Directions for this task ->
Establish how many lines in the records below include the word "https"; respond with that number only.

Information provided ->
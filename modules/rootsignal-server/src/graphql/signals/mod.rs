pub mod mutations;
pub mod types;

use async_graphql::*;
use chrono::{DateTime, Utc};
use uuid::Uuid;

use crate::graphql::error;
use rootsignal_domains::signals::Signal;
use types::{GqlSignal, GqlSignalConnection, SignalType};

#[derive(Default)]
pub struct SignalQuery;

#[Object]
impl SignalQuery {
    /// Fetch a single signal by ID.
    async fn signal(&self, ctx: &Context<'_>, id: Uuid) -> Result<GqlSignal> {
        let pool = ctx.data_unchecked::<sqlx::PgPool>();
        let signal = Signal::find_by_id(id, pool)
            .await
            .map_err(|_| error::not_found(format!("signal {id}")))?;
        Ok(GqlSignal::from(signal))
    }

    /// Query signals with optional filters.
    async fn signals(
        &self,
        ctx: &Context<'_>,
        #[graphql(name = "type")] signal_type: Option<SignalType>,
        entity_id: Option<Uuid>,
        source_id: Option<Uuid>,
        search: Option<String>,
        lat: Option<f64>,
        lng: Option<f64>,
        radius_km: Option<f64>,
        #[graphql(name = "since")] _since: Option<DateTime<Utc>>,
        #[graphql(default = 50)] limit: i32,
        #[graphql(default = 0)] offset: i32,
    ) -> Result<GqlSignalConnection> {
        let pool = ctx.data_unchecked::<sqlx::PgPool>();
        let limit = limit.min(100) as i64;
        let offset = offset.max(0) as i64;

        // Source filter
        if let Some(source_id) = source_id {
            let nodes: Vec<GqlSignal> =
                Signal::find_by_source(source_id, limit, offset, pool)
                    .await?
                    .into_iter()
                    .map(GqlSignal::from)
                    .collect();
            let total = nodes.len() as i64;
            return Ok(GqlSignalConnection {
                nodes,
                total_count: total,
            });
        }

        // Geo search
        if let (Some(lat), Some(lng), Some(radius)) = (lat, lng, radius_km) {
            let type_str = signal_type.map(|t| t.as_str());
            let results = Signal::find_near(lat, lng, radius, type_str, limit, pool).await?;
            let nodes: Vec<GqlSignal> = results
                .into_iter()
                .map(|r| GqlSignal::from(r.signal))
                .collect();
            let total = nodes.len() as i64;
            return Ok(GqlSignalConnection {
                nodes,
                total_count: total,
            });
        }

        // Full-text search
        if let Some(ref query) = search {
            let type_str = signal_type.map(|t| t.as_str());
            let nodes: Vec<GqlSignal> = Signal::search(query, type_str, limit, offset, pool)
                .await?
                .into_iter()
                .map(GqlSignal::from)
                .collect();
            let total = nodes.len() as i64;
            return Ok(GqlSignalConnection {
                nodes,
                total_count: total,
            });
        }

        // Entity filter
        if let Some(entity_id) = entity_id {
            let nodes: Vec<GqlSignal> =
                Signal::find_by_entity(entity_id, limit, offset, pool)
                    .await?
                    .into_iter()
                    .map(GqlSignal::from)
                    .collect();
            let total = nodes.len() as i64;
            return Ok(GqlSignalConnection {
                nodes,
                total_count: total,
            });
        }

        // Type filter
        if let Some(signal_type) = signal_type {
            let nodes: Vec<GqlSignal> =
                Signal::find_by_type(signal_type.as_str(), limit, offset, pool)
                    .await?
                    .into_iter()
                    .map(GqlSignal::from)
                    .collect();
            let total = Signal::count_by_type(signal_type.as_str(), pool).await?;
            return Ok(GqlSignalConnection {
                nodes,
                total_count: total,
            });
        }

        // All signals
        let nodes: Vec<GqlSignal> = Signal::find_all(limit, offset, pool)
            .await?
            .into_iter()
            .map(GqlSignal::from)
            .collect();
        let total = Signal::count(pool).await?;
        Ok(GqlSignalConnection {
            nodes,
            total_count: total,
        })
    }
}
#[cfg(test)]
mod tests {
    use super::*;

    #[test]
    fn response_finding_parses_empty() {
        let json = r#"{"responses": [], "emergent_tensions": [], "future_queries": []}"#;
        let finding: ResponseFinding = serde_json::from_str(json).unwrap();
        assert!(finding.responses.is_empty());
        assert!(finding.emergent_tensions.is_empty());
        assert!(finding.future_queries.is_empty());
    }

    #[test]
    fn response_finding_parses_with_responses() {
        let json = r#"{
            "responses": [{
                "title": "Know Your Rights Workshop",
                "summary": "Free legal workshops for immigrants",
                "signal_type": "aid",
                "url": "https://example.com/kyr",
                "diffusion_mechanism": "legal education",
                "explanation": "Dissolves fear through knowledge of rights",
                "match_strength": 0.9,
                "also_addresses": ["Housing instability"],
                "event_date": null
            }],
            "emergent_tensions": [{
                "title": "Retaliation against organizers",
                "summary": "Workshop organizers facing threats",
                "severity": "high",
                "category": "safety",
                "what_would_help": "Security resources and legal protection",
                "source_url": "https://example.com/threats",
                "relationship": "Discovered while investigating ICE response landscape"
            }],
            "future_queries": ["mutual aid networks Minneapolis immigrants"]
        }"#;
        let finding: ResponseFinding = serde_json::from_str(json).unwrap();
        assert_eq!(finding.responses.len(), 1);
        assert_eq!(finding.responses[0].title, "Know Your Rights Workshop");
        assert_eq!(finding.responses[0].signal_type, "aid");
        assert!((finding.responses[0].match_strength - 0.9).abs() < 0.001);
        assert_eq!(
            finding.responses[0].also_addresses,
            vec!["Housing instability"]
        );
        assert_eq!(finding.emergent_tensions.len(), 1);
        assert_eq!(
            finding.emergent_tensions[0].title,
            "Retaliation against organizers"
        );
        assert_eq!(finding.future_queries.len(), 1);
    }

    #[test]
    fn response_finding_defaults_missing_fields() {
        let json = r#"{}"#;
        let finding: ResponseFinding = serde_json::from_str(json).unwrap();
        assert!(finding.responses.is_empty());
        assert!(finding.emergent_tensions.is_empty());
        assert!(finding.future_queries.is_empty());
    }

    #[test]
    fn response_scout_stats_display() {
        let stats = ResponseFinderStats {
            targets_found: 5,
            targets_investigated: 4,
            responses_discovered: 12,
            responses_deduped: 3,
            signals_created: 9,
            edges_created: 15,
            emergent_tensions: 2,
            future_sources_created: 6,
        };
        let display = format!("{stats}");
        assert!(display.contains("5 targets found"));
        assert!(display.contains("4 investigated"));
        assert!(display.contains("12 responses discovered"));
        assert!(display.contains("9 signals created"));
        assert!(display.contains("2 emergent tensions"));
    }

    #[test]
    fn cosine_similarity_works() {
        let a = vec![1.0, 0.0, 0.0];
        let b = vec![1.0, 0.0, 0.0];
        assert!((cosine_sim_f64(&a, &b) - 1.0).abs() < 0.001);

        let c = vec![0.0, 1.0, 0.0];
        assert!(cosine_sim_f64(&a, &c).abs() < 0.001);

        let d = vec![0.0, 0.0, 0.0];
        assert!(cosine_sim_f64(&a, &d).abs() < 0.001);
    }

    #[test]
    fn event_date_parsing() {
        // Valid date
        let date_str = "2026-03-15";
        let parsed = chrono::NaiveDate::parse_from_str(date_str, "%Y-%m-%d");
        assert!(parsed.is_ok());

        // Invalid date
        let bad_str = "not-a-date";
        let parsed = chrono::NaiveDate::parse_from_str(bad_str, "%Y-%m-%d");
        assert!(parsed.is_err());
    }

    #[test]
    fn response_node_gets_region_center_coordinates() {
        let region = ScoutScope {
            name: "Minneapolis".to_string(),
            center_lat: 44.9778,
            center_lng: -93.2650,
            radius_km: 30.0,
            geo_terms: vec!["Minneapolis".to_string()],
        };

        let now = Utc::now();
        let meta = NodeMeta {
            id: Uuid::new_v4(),
            title: "Know Your Rights Workshop".to_string(),
            summary: "Free legal workshops".to_string(),
            sensitivity: SensitivityLevel::General,
            confidence: 0.7,
            freshness_score: 1.0,
            corroboration_count: 0,
            location: Some(GeoPoint {
                lat: region.center_lat,
                lng: region.center_lng,
                precision: GeoPrecision::Approximate,
            }),
            location_name: Some(region.name.clone()),
            source_url: "https://example.com/kyr".to_string(),
            extracted_at: now,
            content_date: None,
            last_confirmed_active: now,
            source_diversity: 1,
            external_ratio: 1.0,
            cause_heat: 0.0,
            channel_diversity: 1,
            mentioned_actors: vec![],
            implied_queries: vec![],
            author_actor: None,
        };

        let node = Node::Aid(AidNode {
            meta,
            action_url: "https://example.com/kyr".to_string(),
            availability: None,
            is_ongoing: true,
        });

        let loc = node.meta().unwrap().location.as_ref().unwrap();
        assert!((loc.lat - 44.9778).abs() < 0.001);
        assert!((loc.lng - (-93.2650)).abs() < 0.001);
        assert_eq!(loc.precision, GeoPrecision::Approximate);
    }
}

Your solution ->
4